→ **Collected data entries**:
· · ·

//! OpenAPI specification and documentation.

#![allow(dead_code)] // Path functions are only used by utoipa for documentation generation

use paygate_types::{
    AccountId, AccountResponse, AuthorizeRequest, Card, CardSnapshot, CreateAccountRequest,
    Currency, DepositRequest, Disposition, Money, Operation, Payment, PaymentActionRequest,
    PaymentId, PaymentResponse, PaymentStatus, UpdateAccountRequest,
};
use utoipa::OpenApi;

// Dummy functions to generate path documentation
// These are not the actual handlers, just for OpenAPI path generation

/// Health check endpoint
#[utoipa::path(
    get,
    path = "/health",
    tag = "health",
    responses(
        (status = 200, description = "Service is healthy", body = inline(serde_json::Value), example = json!({"status": "healthy"}))
    )
)]
async fn health() {}

/// Create a new account with a freshly issued card
#[utoipa::path(
    post,
    path = "/api/accounts",
    tag = "accounts",
    request_body = CreateAccountRequest,
    responses(
        (status = 201, description = "Account created successfully", body = AccountResponse),
        (status = 400, description = "Invalid request")
    )
)]
async fn create_account() {}

/// List all accounts
#[utoipa::path(
    get,
    path = "/api/accounts",
    tag = "accounts",
    responses(
        (status = 200, description = "List of accounts", body = Vec<AccountResponse>)
    )
)]
async fn list_accounts() {}

/// Get account by ID
#[utoipa::path(
    get,
    path = "/api/accounts/{id}",
    tag = "accounts",
    params(
        ("id" = AccountId, Path, description = "Account ID (UUID)")
    ),
    responses(
        (status = 200, description = "Account details", body = AccountResponse),
        (status = 404, description = "Account not found")
    )
)]
async fn get_account() {}

/// Rename an account holder
#[utoipa::path(
    put,
    path = "/api/accounts/{id}",
    tag = "accounts",
    request_body = UpdateAccountRequest,
    params(
        ("id" = AccountId, Path, description = "Account ID (UUID)")
    ),
    responses(
        (status = 200, description = "Account updated", body = AccountResponse),
        (status = 404, description = "Account not found")
    )
)]
async fn update_account() {}

/// Delete an account without funds
#[utoipa::path(
    delete,
    path = "/api/accounts/{id}",
    tag = "accounts",
    params(
        ("id" = AccountId, Path, description = "Account ID (UUID)")
    ),
    responses(
        (status = 204, description = "Account deleted"),
        (status = 400, description = "Account still carries funds"),
        (status = 404, description = "Account not found")
    )
)]
async fn delete_account() {}

/// Payments on an account's statement, oldest first
#[utoipa::path(
    get,
    path = "/api/accounts/{id}/statement",
    tag = "accounts",
    params(
        ("id" = AccountId, Path, description = "Account ID (UUID)")
    ),
    responses(
        (status = 200, description = "Statement payments", body = Vec<Payment>),
        (status = 404, description = "Account not found")
    )
)]
async fn statement() {}

/// Deposit money into an account
#[utoipa::path(
    post,
    path = "/api/accounts/deposit",
    tag = "accounts",
    request_body = DepositRequest,
    responses(
        (status = 200, description = "Deposit successful", body = AccountResponse),
        (status = 400, description = "Invalid request"),
        (status = 404, description = "Account not found")
    )
)]
async fn deposit() {}

/// Authorize a card payment to the calling merchant
#[utoipa::path(
    post,
    path = "/api/payments/auth",
    tag = "payments",
    request_body = AuthorizeRequest,
    params(
        ("X-Merchant-Id" = AccountId, Header, description = "Payee account ID")
    ),
    responses(
        (status = 200, description = "Approved", body = PaymentResponse),
        (status = 402, description = "Declined", body = PaymentResponse),
        (status = 400, description = "Invalid request"),
        (status = 404, description = "Account not found"),
        (status = 503, description = "Transaction failed, safe to retry")
    )
)]
async fn authorize() {}

/// Capture an approved authorization
#[utoipa::path(
    post,
    path = "/api/payments/capture/{id}",
    tag = "payments",
    request_body = PaymentActionRequest,
    params(
        ("id" = PaymentId, Path, description = "Authorization payment ID"),
        ("X-Merchant-Id" = AccountId, Header, description = "Payee account ID")
    ),
    responses(
        (status = 200, description = "Successful payment", body = PaymentResponse),
        (status = 402, description = "Declined", body = PaymentResponse),
        (status = 404, description = "Payment not found"),
        (status = 503, description = "Transaction failed, safe to retry")
    )
)]
async fn capture() {}

/// Refund a successful capture
#[utoipa::path(
    post,
    path = "/api/payments/refund/{id}",
    tag = "payments",
    request_body = PaymentActionRequest,
    params(
        ("id" = PaymentId, Path, description = "Capture payment ID"),
        ("X-Merchant-Id" = AccountId, Header, description = "Payee account ID")
    ),
    responses(
        (status = 200, description = "Successful refund", body = PaymentResponse),
        (status = 402, description = "Declined", body = PaymentResponse),
        (status = 404, description = "Payment not found"),
        (status = 503, description = "Transaction failed, safe to retry")
    )
)]
async fn refund() {}

/// Cancel an uncaptured authorization
#[utoipa::path(
    post,
    path = "/api/payments/cancel/{id}",
    tag = "payments",
    request_body = PaymentActionRequest,
    params(
        ("id" = PaymentId, Path, description = "Authorization payment ID"),
        ("X-Merchant-Id" = AccountId, Header, description = "Payee account ID")
    ),
    responses(
        (status = 200, description = "Successful cancel", body = PaymentResponse),
        (status = 402, description = "Declined", body = PaymentResponse),
        (status = 404, description = "Payment not found"),
        (status = 503, description = "Transaction failed, safe to retry")
    )
)]
async fn cancel() {}

/// Get payment by ID
#[utoipa::path(
    get,
    path = "/api/payments/{id}",
    tag = "payments",
    params(
        ("id" = PaymentId, Path, description = "Payment ID (UUID)")
    ),
    responses(
        (status = 200, description = "Payment details", body = Payment),
        (status = 404, description = "Payment not found")
    )
)]
async fn get_payment() {}

/// OpenAPI documentation for the payment gateway.
#[derive(OpenApi)]
#[openapi(
    info(
        title = "Paygate API",
        version = "1.0.0",
        description = "Card payment authorization and settlement.\n\n## Merchants\n\nPayment endpoints act on behalf of the payee account named in the `X-Merchant-Id` header. Declined payments are answered with `402 Payment Required` and the recorded status.",
        license(name = "MIT"),
    ),
    paths(
        health,
        create_account,
        list_accounts,
        get_account,
        update_account,
        delete_account,
        statement,
        deposit,
        authorize,
        capture,
        refund,
        cancel,
        get_payment,
    ),
    components(
        schemas(
            CreateAccountRequest,
            UpdateAccountRequest,
            AccountResponse,
            DepositRequest,
            AuthorizeRequest,
            PaymentActionRequest,
            PaymentResponse,
            Payment,
            PaymentStatus,
            Operation,
            Disposition,
            Card,
            CardSnapshot,
            Money,
            Currency,
            AccountId,
            PaymentId,
        )
    ),
    tags(
        (name = "health", description = "Health check endpoints"),
        (name = "accounts", description = "Account administration and deposits"),
        (name = "payments", description = "Authorize, capture, refund and cancel"),
    )
)]
pub struct ApiDoc;

#[cfg(test)]
mod tests {
    use super::*;

    #[test]
    fn test_document_lists_payment_routes() {
        let doc = ApiDoc::openapi();
        let paths = &doc.paths.paths;

        assert!(paths.contains_key("/api/payments/auth"));
        assert!(paths.contains_key("/api/payments/capture/{id}"));
        assert!(paths.contains_key("/api/accounts/{id}/statement"));
    }
}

· · ·

→ **PROBLEM TO SOLVE**:
Write each line of the data down again exactly as it reads.

→ **WRITTEN REPLY**:
//! OpenAPI specification and documentation.

#![allow(dead_code)] // Path functions are only used by utoipa for documentation generation

use paygate_types::{
    AccountId, AccountResponse, AuthorizeRequest, Card, CardSnapshot, CreateAccountRequest,
    Currency, DepositRequest, Disposition, Money, Operation, Payment, PaymentActionRequest,
    PaymentId, PaymentResponse, PaymentStatus, UpdateAccountRequest,
};
use utoipa::OpenApi;

// Dummy functions to generate path documentation
// These are not the actual handlers, just for OpenAPI path generation

/// Health check endpoint
#[utoipa::path(
    get,
    path = "/health",
    tag = "health",
    responses(
        (status = 200, description = "Service is healthy", body = inline(serde_json::Value), example = json!({"status": "healthy"}))
    )
)]
async fn health() {}

/// Create a new account with a freshly issued card
#[utoipa::path(
    post,
    path = "/api/accounts",
    tag = "accounts",
    request_body = CreateAccountRequest,
    responses(
        (status = 201, description = "Account created successfully", body = AccountResponse),
        (status = 400, description = "Invalid request")
    )
)]
async fn create_account() {}

/// List all accounts
#[utoipa::path(
    get,
    path = "/api/accounts",
    tag = "accounts",
    responses(
        (status = 200, description = "List of accounts", body = Vec<AccountResponse>)
    )
)]
async fn list_accounts() {}

/// Get account by ID
#[utoipa::path(
    get,
    path = "/api/accounts/{id}",
    tag = "accounts",
    params(
        ("id" = AccountId, Path, description = "Account ID (UUID)")
    ),
    responses(
        (status = 200, description = "Account details", body = AccountResponse),
        (status = 404, description = "Account not found")
    )
)]
async fn get_account() {}

/// Rename an account holder
#[utoipa::path(
    put,
    path = "/api/accounts/{id}",
    tag = "accounts",
    request_body = UpdateAccountRequest,
    params(
        ("id" = AccountId, Path, description = "Account ID (UUID)")
    ),
    responses(
        (status = 200, description = "Account updated", body = AccountResponse),
        (status = 404, description = "Account not found")
    )
)]
async fn update_account() {}

/// Delete an account without funds
#[utoipa::path(
    delete,
    path = "/api/accounts/{id}",
    tag = "accounts",
    params(
        ("id" = AccountId, Path, description = "Account ID (UUID)")
    ),
    responses(
        (status = 204, description = "Account deleted"),
        (status = 400, description = "Account still carries funds"),
        (status = 404, description = "Account not found")
    )
)]
async fn delete_account() {}

/// Payments on an account's statement, oldest first
#[utoipa::path(
    get,
    path = "/api/accounts/{id}/statement",
    tag = "accounts",
    params(
        ("id" = AccountId, Path, description = "Account ID (UUID)")
    ),
    responses(
        (status = 200, description = "Statement payments", body = Vec<Payment>),
        (status = 404, description = "Account not found")
    )
)]
async fn statement() {}

/// Deposit money into an account
#[utoipa::path(
    post,
    path = "/api/accounts/deposit",
    tag = "accounts",
    request_body = DepositRequest,
    responses(
        (status = 200, description = "Deposit successful", body = AccountResponse),
        (status = 400, description = "Invalid request"),
        (status = 404, description = "Account not found")
    )
)]
async fn deposit() {}

/// Authorize a card payment to the calling merchant
#[utoipa::path(
    post,
    path = "/api/payments/auth",
    tag = "payments",
    request_body = AuthorizeRequest,
    params(
        ("X-Merchant-Id" = AccountId, Header, description = "Payee account ID")
    ),
    responses(
        (status = 200, description = "Approved", body = PaymentResponse),
        (status = 402, description = "Declined", body = PaymentResponse),
        (status = 400, description = "Invalid request"),
        (status = 404, description = "Account not found"),
        (status = 503, description = "Transaction failed, safe to retry")
    )
)]
async fn authorize() {}

/// Capture an approved authorization
#[utoipa::path(
    post,
    path = "/api/payments/capture/{id}",
    tag = "payments",
    request_body = PaymentActionRequest,
    params(
        ("id" = PaymentId, Path, description = "Authorization payment ID"),
        ("X-Merchant-Id" = AccountId, Header, description = "Payee account ID")
    ),
    responses(
        (status = 200, description = "Successful payment", body = PaymentResponse),
        (status = 402, description = "Declined", body = PaymentResponse),
        (status = 404, description = "Payment not found"),
        (status = 503, description = "Transaction failed, safe to retry")
    )
)]
async fn capture() {}

/// Refund a successful capture
#[utoipa::path(
    post,
    path = "/api/payments/refund/{id}",
    tag = "payments",
    request_body = PaymentActionRequest,
    params(
        ("id" = PaymentId, Path, description = "Capture payment ID"),
        ("X-Merchant-Id" = AccountId, Header, description = "Payee account ID")
    ),
    responses(
        (status = 200, description = "Successful refund", body = PaymentResponse),
        (status = 402, description = "Declined", body = PaymentResponse),
        (status = 404, description = "Payment not found"),
        (status = 503, description = "Transaction failed, safe to retry")
    )
)]
async fn refund() {}

/// Cancel an uncaptured authorization
#[utoipa::path(
    post,
    path = "/api/payments/cancel/{id}",
    tag = "payments",
    request_body = PaymentActionRequest,
    params(
        ("id" = PaymentId, Path, description = "Authorization payment ID"),
        ("X-Merchant-Id" = AccountId, Header, description = "Payee account ID")
    ),
    responses(
        (status = 200, description = "Successful cancel", body = PaymentResponse),
        (status = 402, description = "Declined", body = PaymentResponse),
        (status = 404, description = "Payment not found"),
        (status = 503, description = "Transaction failed, safe to retry")
    )
)]
async fn cancel() {}

/// Get payment by ID
#[utoipa::path(
    get,
    path = "/api/payments/{id}",
    tag = "payments",
    params(
        ("id" = PaymentId, Path, description = "Payment ID (UUID)")
    ),
    responses(
        (status = 200, description = "Payment details", body = Payment),
        (status = 404, description = "Payment not found")
    )
)]
async fn get_payment() {}

/// OpenAPI documentation for the payment gateway.
#[derive(OpenApi)]
#[openapi(
    info(
        title = "Paygate API",
        version = "1.0.0",
        description = "Card payment authorization and settlement.\n\n## Merchants\n\nPayment endpoints act on behalf of the payee account named in the `X-Merchant-Id` header. Declined payments are answered with `402 Payment Required` and the recorded status.",
        license(name = "MIT"),
    ),
    paths(
        health,
        create_account,
        list_accounts,
        get_account,
        update_account,
        delete_account,
        statement,
        deposit,
        authorize,
        capture,
        refund,
        cancel,
        get_payment,
    ),
    components(
        schemas(
            CreateAccountRequest,
            UpdateAccountRequest,
            AccountResponse,
            DepositRequest,
            AuthorizeRequest,
            PaymentActionRequest,
            PaymentResponse,
            Payment,
            PaymentStatus,
            Operation,
            Disposition,
            Card,
            CardSnapshot,
            Money,
            Currency,
            AccountId,
            PaymentId,
        )
    ),
    tags(
        (name = "health", description = "Health check endpoints"),
        (name = "accounts", description = "Account administration and deposits"),
        (name = "payments", description = "Authorize, capture, refund and cancel"),
    )
)]
pub struct ApiDoc;

#[cfg(test)]
mod tests {
    use super::*;

    #[test]
    fn test_document_lists_payment_routes() {
        let doc = ApiDoc::openapi();
        let paths = &doc.paths.paths;

        assert!(paths.contains_key("/api/payments/auth"));
        assert!(paths.contains_key("/api/payments/capture/{id}"));
        assert!(paths.contains_key("/api/accounts/{id}/statement"));
    }
}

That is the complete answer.